We learned that they hacked into 39 states' voter databases -- or tried to, and succeeded in getting into perhaps just one, Illinois.
Alex Ward at Vox has it, with a link over to the original at
Bloomberg, and previously and briefly referenced by yours truly in the second half of
this aggrepost.
While this is indeed alarming, I still find voter suppression via photo ID and partisan gerrymandering to be greater threats to our republic. Paper ballots with verifiable paper trails --
something like the Scantron-style electronic voting machines Denton County has just adopted -- would resolve the Russian problem, but nothing short of a blue tsunami will fix the other two, and unless they can find something to run on besides "Trump is evil/Russia/
Impeach", 2018 isn't going to be the cycle the Donkeys are looking for.
(*Ed note: let me pause here and acknowledge my friend Brad Friedman's lasting concerns about
anything machine count-related.
Experts appear to
disagree on the hackability, or at least the ease thereof, of scanned ballot counters.)
For the benefit of my conspiratorially-minded Democratic friends, let me point out -- as I have repeatedly in the past -- that the key to cracking the Russian code lies
not in tracing election hacking attempts but in Trump's still-concealed tax returns.
Paul Manafort,
Carter Page,
Felix Sater, and the rest of that ilk are the threads special counsel Mueller should be -- and hopefully is -- pulling on. And if Trump, or Jeff Sessions, or Devin Nunes, or any Republican in the administration or the Congress is found to be
obstructing that investigation, then the walls will come tumbling down.

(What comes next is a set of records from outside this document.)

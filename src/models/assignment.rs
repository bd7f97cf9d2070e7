use chrono::{DateTime, Utc};
use serde::{Deserialize, Serialize};
use uuid::Uuid;

use crate::models::trip::TripState;

#[derive(Debug, Clone, Serialize, Deserialize)]
pub struct Assignment {
    pub id: Uuid,
    pub trip_id: Uuid,
    pub driver_id: Uuid,
    pub vehicle_id: Option<Uuid>,
    /// `None` when the system assigned the trip.
    pub assigned_by: Option<Uuid>,
    pub assigned_at: DateTime<Utc>,
    pub accepted_at: Option<DateTime<Utc>>,
    pub started_at: Option<DateTime<Utc>>,
    pub completed_at: Option<DateTime<Utc>>,
}

impl Assignment {
    pub fn new(
        trip_id: Uuid,
        driver_id: Uuid,
        vehicle_id: Option<Uuid>,
        assigned_by: Option<Uuid>,
        now: DateTime<Utc>,
    ) -> Self {
        Self {
            id: Uuid::new_v4(),
            trip_id,
            driver_id,
            vehicle_id,
            assigned_by,
            assigned_at: now,
            accepted_at: None,
            started_at: None,
            completed_at: None,
        }
    }

    /// Whether the lifecycle timestamps agree with the trip's state.
    pub fn consistent_with(&self, state: TripState) -> bool {
        match state {
            TripState::Pending | TripState::Cancelled => false,
            TripState::Assigned => {
                self.accepted_at.is_none()
                    && self.started_at.is_none()
                    && self.completed_at.is_none()
            }
            TripState::Accepted => {
                self.accepted_at.is_some()
                    && self.started_at.is_none()
                    && self.completed_at.is_none()
            }
            TripState::InProgress => {
                self.accepted_at.is_some()
                    && self.started_at.is_some()
                    && self.completed_at.is_none()
            }
            TripState::Completed => {
                self.accepted_at.is_some()
                    && self.started_at.is_some()
                    && self.completed_at.is_some()
            }
        }
    }
}

/// Result of trying to auto-assign a freshly created trip.
#[derive(Debug, Clone, Serialize, Deserialize, PartialEq)]
#[serde(tag = "outcome", rename_all = "SCREAMING_SNAKE_CASE")]
pub enum AssignmentOutcome {
    Assigned { driver_id: Uuid, vehicle_id: Uuid },
    Unassigned { reason: UnassignedReason },
}

#[derive(Debug, Clone, Copy, Serialize, Deserialize, PartialEq, Eq)]
#[serde(rename_all = "SCREAMING_SNAKE_CASE")]
pub enum UnassignedReason {
    /// No driver of the hotel is eligible (active, unsuspended, paired).
    NoEligibleDriver,
    /// Every eligible driver already holds a trip at the scheduled time.
    AllDriversBooked,
    Disabled,
}
use chrono::{DateTime, TimeZone, Utc};
use tokio::sync::mpsc;
use uuid::Uuid;

use crate::auth::Claims;
use crate::engine::notify::NotificationIntent;
use crate::engine::pairing::pair;
use crate::engine::trips::{create_trip, NewTrip, TripCreated};
use crate::models::fleet::Role;
use crate::models::trip::{Trip, TripState};
use crate::state::AppState;

/// One hotel with a supervisor, a requester and a route.
pub struct Fixture {
    pub state: AppState,
    pub hotel: Uuid,
    pub route: Uuid,
    pub supervisor: Claims,
    pub requester: Claims,
    _notification_rx: mpsc::Receiver<NotificationIntent>,
}

impl Fixture {
    pub fn new() -> Self {
        Self::with_auto_assign(true)
    }

    pub fn with_auto_assign(auto_assign: bool) -> Self {
        let (state, notification_rx) = AppState::new(1024, 64, auto_assign);
        let hotel = state.fleet.register_hotel("Harbour").unwrap();
        let route = state
            .fleet
            .register_route(hotel.id, "Airport", "Lobby", "Terminal 2")
            .unwrap();
        let supervisor = state
            .fleet
            .register_user(Some(hotel.id), Role::Supervisor, "Sam")
            .unwrap();
        let requester = state
            .fleet
            .register_user(Some(hotel.id), Role::Requester, "Riley")
            .unwrap();

        Self {
            supervisor: Claims {
                subject_id: supervisor.id,
                role: Role::Supervisor,
                hotel_id: Some(hotel.id),
            },
            requester: Claims {
                subject_id: requester.id,
                role: Role::Requester,
                hotel_id: Some(hotel.id),
            },
            hotel: hotel.id,
            route: route.id,
            state,
            _notification_rx: notification_rx,
        }
    }

    pub fn driver(&self, name: &str) -> Uuid {
        self.state
            .fleet
            .register_user(Some(self.hotel), Role::Driver, name)
            .unwrap()
            .id
    }

    pub fn vehicle(&self, plate: &str) -> Uuid {
        self.state
            .fleet
            .register_vehicle(self.hotel, plate)
            .unwrap()
            .id
    }

    pub fn paired_driver(&self, name: &str, plate: &str) -> (Uuid, Uuid) {
        let driver = self.driver(name);
        let vehicle = self.vehicle(plate);
        pair(&self.state, &self.supervisor, driver, vehicle).unwrap();
        (driver, vehicle)
    }

    pub fn claims_for(&self, user_id: Uuid) -> Claims {
        let user = self.state.fleet.user(user_id).unwrap();
        Claims {
            subject_id: user.id,
            role: user.role,
            hotel_id: user.hotel_id,
        }
    }

    /// Supervisor of a second hotel.
    pub fn outside_supervisor(&self) -> Claims {
        let hotel = self.state.fleet.register_hotel("Summit").unwrap();
        let user = self
            .state
            .fleet
            .register_user(Some(hotel.id), Role::Supervisor, "Olive")
            .unwrap();
        self.claims_for(user.id)
    }

    pub fn nine_am(&self) -> DateTime<Utc> {
        Utc.with_ymd_and_hms(2026, 5, 1, 9, 0, 0).unwrap()
    }

    /// A pending trip that has not been written to the ledger.
    pub fn pending_trip(&self, scheduled_for: DateTime<Utc>) -> Trip {
        Trip {
            id: Uuid::new_v4(),
            hotel_id: self.hotel,
            route_id: self.route,
            requested_by: self.requester.subject_id,
            requested_at: Utc::now(),
            scheduled_for,
            state: TripState::Pending,
        }
    }

    pub fn create_trip(&self, scheduled_for: DateTime<Utc>) -> TripCreated {
        create_trip(
            &self.state,
            &self.requester,
            NewTrip {
                route_id: self.route,
                scheduled_for,
                requested_by: None,
            },
        )
        .unwrap()
    }
}
pub mod fleet;
pub mod notifications;
pub mod pairings;
pub mod trips;
pub mod ws;

use std::sync::Arc;

use axum::extract::State;
use axum::http::{HeaderValue, StatusCode};
use axum::response::IntoResponse;
use axum::routing::get;
use axum::Json;
use axum::Router;
use serde::Serialize;
use tower_http::cors::{AllowOrigin, Any, CorsLayer};
use tower_http::trace::TraceLayer;
use tracing::warn;

use crate::error::AppError;
use crate::state::AppState;

pub fn router(state: Arc<AppState>) -> Router {
    Router::new()
        .merge(trips::router())
        .merge(pairings::router())
        .merge(fleet::router())
        .merge(notifications::router())
        .route("/health", get(health))
        .route("/metrics", get(metrics))
        .route("/ws", get(ws::ws_handler))
        .layer(TraceLayer::new_for_http())
        .with_state(state)
}

/// Permissive when no origins are configured.
pub fn cors_layer(origins: &[String]) -> CorsLayer {
    if origins.is_empty() {
        return CorsLayer::permissive();
    }

    let allowed: Vec<HeaderValue> = origins
        .iter()
        .filter_map(|origin| match HeaderValue::from_str(origin) {
            Ok(value) => Some(value),
            Err(err) => {
                warn!(origin = %origin, error = %err, "ignoring invalid CORS origin");
                None
            }
        })
        .collect();

    CorsLayer::new()
        .allow_origin(AllowOrigin::list(allowed))
        .allow_methods(Any)
        .allow_headers(Any)
}

#[derive(Serialize)]
struct HealthResponse {
    status: &'static str,
    trips: usize,
    assignments: usize,
    open_pairings: usize,
}

async fn health(State(state): State<Arc<AppState>>) -> Result<Json<HealthResponse>, AppError> {
    let (trips, assignments, open_pairings) = state.store.read(|ledger| {
        (
            ledger.trip_count(),
            ledger.assignment_count(),
            ledger.open_pairing_count(),
        )
    })?;

    Ok(Json(HealthResponse {
        status: "ok",
        trips,
        assignments,
        open_pairings,
    }))
}

async fn metrics(State(state): State<Arc<AppState>>) -> impl IntoResponse {
    match state.metrics.encode() {
        Ok(body) => (
            StatusCode::OK,
            [("content-type", "text/plain; version=0.0.4; charset=utf-8")],
            body,
        )
            .into_response(),
        Err(err) => (StatusCode::INTERNAL_SERVER_ERROR, err).into_response(),
    }
}
use chrono::{DateTime, Utc};
use serde::{Deserialize, Serialize};
use uuid::Uuid;

#[derive(Debug, Clone, Copy, Serialize, Deserialize, PartialEq, Eq)]
#[serde(rename_all = "SCREAMING_SNAKE_CASE")]
pub enum NotificationKind {
    TripAssigned,
    TripAccepted,
}

#[derive(Debug, Clone, Serialize, Deserialize)]
pub struct Notification {
    pub id: Uuid,
    pub recipient_id: Uuid,
    pub kind: NotificationKind,
    pub trip_id: Uuid,
    pub message: String,
    pub created_at: DateTime<Utc>,
    pub read: bool,
}
//! Supervisor-driven assign, reassign and unassign.

use std::time::Instant;

use chrono::Utc;
use tracing::{info, warn};
use uuid::Uuid;

use crate::auth::Claims;
use crate::engine::conflict;
use crate::engine::notify;
use crate::engine::pairing::current_vehicle_of;
use crate::engine::state_machine::{self, TripEvent};
use crate::engine::trips::TripDetail;
use crate::error::AppError;
use crate::models::assignment::Assignment;
use crate::models::fleet::{User, Vehicle, VehicleStatus};
use crate::models::trip::Trip;
use crate::state::AppState;
use crate::store::Ledger;

fn validate_driver(state: &AppState, hotel_id: Uuid, driver_id: Uuid) -> Result<User, AppError> {
    let driver = state.fleet.driver(driver_id)?;
    if driver.hotel_id != Some(hotel_id) {
        return Err(AppError::Validation(format!(
            "driver {driver_id} does not belong to this hotel"
        )));
    }
    if !driver.is_dispatchable_driver() {
        return Err(AppError::Validation(format!(
            "driver {driver_id} is inactive or suspended"
        )));
    }
    Ok(driver)
}

fn validate_vehicle(state: &AppState, hotel_id: Uuid, vehicle_id: Uuid) -> Result<Vehicle, AppError> {
    let vehicle = state.fleet.vehicle(vehicle_id)?;
    if vehicle.hotel_id != hotel_id {
        return Err(AppError::Validation(format!(
            "vehicle {vehicle_id} does not belong to this hotel"
        )));
    }
    if vehicle.status != VehicleStatus::Available {
        return Err(AppError::Validation(format!(
            "vehicle {vehicle_id} is not available ({:?})",
            vehicle.status
        )));
    }
    Ok(vehicle)
}

fn hotel_trip(ledger: &Ledger, hotel_id: Uuid, trip_id: Uuid) -> Result<Trip, AppError> {
    let trip = ledger.trip(trip_id)?;
    if trip.hotel_id != hotel_id {
        return Err(AppError::Forbidden(format!(
            "trip {trip_id} belongs to another hotel"
        )));
    }
    Ok(trip.clone())
}

fn ensure_free(
    ledger: &Ledger,
    trip: &Trip,
    driver_id: Uuid,
    vehicle_id: Uuid,
) -> Result<(), AppError> {
    match conflict::find_conflict(
        ledger,
        driver_id,
        Some(vehicle_id),
        trip.scheduled_for,
        Some(trip.id),
    ) {
        Some(clash) => Err(clash.into_error(trip.scheduled_for)),
        None => Ok(()),
    }
}

fn record_outcome<T>(state: &AppState, operation: &str, started: Instant, result: &Result<T, AppError>) {
    let outcome = match result {
        Ok(_) => "assigned",
        Err(err) => err.reason(),
    };
    state.metrics.record_assignment("manual", outcome);
    state
        .metrics
        .observe_latency(operation, started.elapsed().as_secs_f64());

    if let Err(err) = result {
        warn!(operation, reason = err.reason(), error = %err, "manual assignment refused");
    }
}

/// Assigns a pending trip to a driver using the vehicle the driver is paired with.
pub fn assign_trip(
    state: &AppState,
    caller: &Claims,
    trip_id: Uuid,
    driver_id: Uuid,
) -> Result<TripDetail, AppError> {
    let started = Instant::now();
    let hotel_id = caller.require_supervisor()?;

    let result = state.store.transaction(|ledger| {
        let trip = hotel_trip(ledger, hotel_id, trip_id)?;
        let next = state_machine::ensure(trip.state, TripEvent::Assign)?;

        let vehicle_id =
            current_vehicle_of(ledger, driver_id).ok_or(AppError::NoVehiclePaired(driver_id))?;
        validate_driver(state, hotel_id, driver_id)?;
        validate_vehicle(state, hotel_id, vehicle_id)?;
        ensure_free(ledger, &trip, driver_id, vehicle_id)?;

        let assignment = Assignment::new(
            trip_id,
            driver_id,
            Some(vehicle_id),
            Some(caller.subject_id),
            Utc::now(),
        );
        let trip = ledger.commit_assignment(assignment.clone(), next)?;

        Ok(TripDetail {
            trip,
            assignment: Some(assignment),
        })
    });
    record_outcome(state, "assign_trip", started, &result);
    let detail = result?;

    state.metrics.record_transition(TripEvent::Assign.as_str());
    notify::emit(state, notify::trip_assigned(state, &detail.trip, driver_id));

    info!(
        trip_id = %trip_id,
        driver_id = %driver_id,
        assigned_by = %caller.subject_id,
        "trip assigned manually"
    );

    Ok(detail)
}

/// Moves an assigned or accepted trip to another driver. Without an explicit
/// vehicle the driver's paired vehicle is used.
pub fn reassign_trip(
    state: &AppState,
    caller: &Claims,
    trip_id: Uuid,
    driver_id: Uuid,
    vehicle_id: Option<Uuid>,
) -> Result<TripDetail, AppError> {
    let started = Instant::now();
    let hotel_id = caller.require_supervisor()?;

    let result = state.store.transaction(|ledger| {
        let trip = hotel_trip(ledger, hotel_id, trip_id)?;
        let next = state_machine::ensure(trip.state, TripEvent::Reassign)?;

        let vehicle_id = match vehicle_id {
            Some(vehicle_id) => vehicle_id,
            None => current_vehicle_of(ledger, driver_id)
                .ok_or(AppError::NoVehiclePaired(driver_id))?,
        };
        validate_driver(state, hotel_id, driver_id)?;
        validate_vehicle(state, hotel_id, vehicle_id)?;
        ensure_free(ledger, &trip, driver_id, vehicle_id)?;

        let previous_driver = ledger
            .assignment_for(trip_id)
            .map(|assignment| assignment.driver_id);

        let now = Utc::now();
        let (trip, assignment) = ledger.advance(trip_id, next, |assignment| {
            assignment.driver_id = driver_id;
            assignment.vehicle_id = Some(vehicle_id);
            assignment.assigned_by = Some(caller.subject_id);
            assignment.assigned_at = now;
            assignment.accepted_at = None;
        })?;

        Ok((
            TripDetail {
                trip,
                assignment: Some(assignment),
            },
            previous_driver,
        ))
    });
    record_outcome(state, "reassign_trip", started, &result);
    let (detail, previous_driver) = result?;

    state.metrics.record_transition(TripEvent::Reassign.as_str());
    notify::emit(state, notify::trip_assigned(state, &detail.trip, driver_id));

    info!(
        trip_id = %trip_id,
        driver_id = %driver_id,
        previous_driver = ?previous_driver,
        assigned_by = %caller.subject_id,
        "trip reassigned"
    );

    Ok(detail)
}

pub fn unassign_trip(state: &AppState, caller: &Claims, trip_id: Uuid) -> Result<Trip, AppError> {
    let hotel_id = caller.require_supervisor()?;

    let (trip, released) = state.store.transaction(|ledger| {
        let trip = hotel_trip(ledger, hotel_id, trip_id)?;
        let next = state_machine::ensure(trip.state, TripEvent::Unassign)?;
        ledger.release_assignment(trip_id, next)
    })?;

    state.metrics.record_transition(TripEvent::Unassign.as_str());
    info!(
        trip_id = %trip_id,
        released_driver = ?released.map(|assignment| assignment.driver_id),
        unassigned_by = %caller.subject_id,
        "trip unassigned"
    );

    Ok(trip)
}
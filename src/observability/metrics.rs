use prometheus::{
    Encoder, HistogramVec, IntCounterVec, IntGauge, Opts, Registry, TextEncoder,
};

#[derive(Clone)]
pub struct Metrics {
    registry: Registry,
    pub assignments_total: IntCounterVec,
    pub trip_transitions_total: IntCounterVec,
    pub notifications_pending: IntGauge,
    pub dispatch_latency_seconds: HistogramVec,
}

impl Metrics {
    pub fn new() -> Self {
        let registry = Registry::new();

        let assignments_total = IntCounterVec::new(
            Opts::new("assignments_total", "Assignment attempts by path and outcome"),
            &["path", "outcome"],
        )
        .expect("valid assignments_total metric");

        let trip_transitions_total = IntCounterVec::new(
            Opts::new("trip_transitions_total", "Committed trip state transitions"),
            &["event"],
        )
        .expect("valid trip_transitions_total metric");

        let notifications_pending = IntGauge::new(
            "notifications_pending",
            "Notification intents waiting for delivery",
        )
        .expect("valid notifications_pending metric");

        let dispatch_latency_seconds = HistogramVec::new(
            prometheus::HistogramOpts::new(
                "dispatch_latency_seconds",
                "Latency of dispatch operations in seconds",
            ),
            &["operation"],
        )
        .expect("valid dispatch_latency_seconds metric");

        registry
            .register(Box::new(assignments_total.clone()))
            .expect("register assignments_total");
        registry
            .register(Box::new(trip_transitions_total.clone()))
            .expect("register trip_transitions_total");
        registry
            .register(Box::new(notifications_pending.clone()))
            .expect("register notifications_pending");
        registry
            .register(Box::new(dispatch_latency_seconds.clone()))
            .expect("register dispatch_latency_seconds");

        Self {
            registry,
            assignments_total,
            trip_transitions_total,
            notifications_pending,
            dispatch_latency_seconds,
        }
    }

    pub fn record_assignment(&self, path: &str, outcome: &str) {
        self.assignments_total
            .with_label_values(&[path, outcome])
            .inc();
    }

    pub fn record_transition(&self, event: &str) {
        self.trip_transitions_total
            .with_label_values(&[event])
            .inc();
    }

    pub fn observe_latency(&self, operation: &str, seconds: f64) {
        self.dispatch_latency_seconds
            .with_label_values(&[operation])
            .observe(seconds);
    }

    pub fn encode(&self) -> Result<String, String> {
        let metric_families = self.registry.gather();
        let mut buffer = Vec::new();

        TextEncoder::new()
            .encode(&metric_families, &mut buffer)
            .map_err(|err| format!("failed to encode metrics: {err}"))?;

        String::from_utf8(buffer).map_err(|err| format!("metrics are not valid utf8: {err}"))
    }
}

impl Default for Metrics {
    fn default() -> Self {
        Self::new()
    }
}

Focusing on the wrong Russiagate is starting to show up
in polling as a loser for Democrats. It's a winner for the
corporate media and ratings, however,
especially MSNBC. Before Mika B's facelift became an atrocious but
ultimately distracting Tweet -- even
Tucker Carlson thinks so, by Jeebus -- Trump usually didn't give half of one solid shit about the other liberal media news channel; he's mobilized his base to destroy CNN, and now
even Julian Assange is piling on.
I would like to also point out that the Democratic Party has bigger fish to fry than continuing to
demonize Jill Stein, but I'm convinced that unhealthy obsession has become part of their DNA.
So with all that, plus 1) Kris Kobach, 2) a Texas Legislature poised to over-reach
once more with a photo ID law that will require a couple of years for the courts to
once again nullify, and 3)
gerrymandered congressional and statehouse districts thanks to Tom DeLay almost fifteen years ago, as Lawrence Wright in
The New Yorker reminded us in his comprehensive and compelling piece "
America's Future is Texas"... why are you more worried about what Russian hackers may or may not be doing in the next election cycle? Your vote
barely counts for anything as it is.
On a more positive note, here's an easily attainable goal for those of us in Harris County:
#FireStanStanart and replace him with
Diane Trautman, and then push the mostly Republican county commissioners to approve and purchase paper ballots for 2020. Because if Democrats can actually win some elections -- particularly this one -- in 2018, those GOPers will be
forced to do so, due to the caterwauling from their base about Ill Eagles voting.
See how easy this is? Just requires a little focus on the proper thing.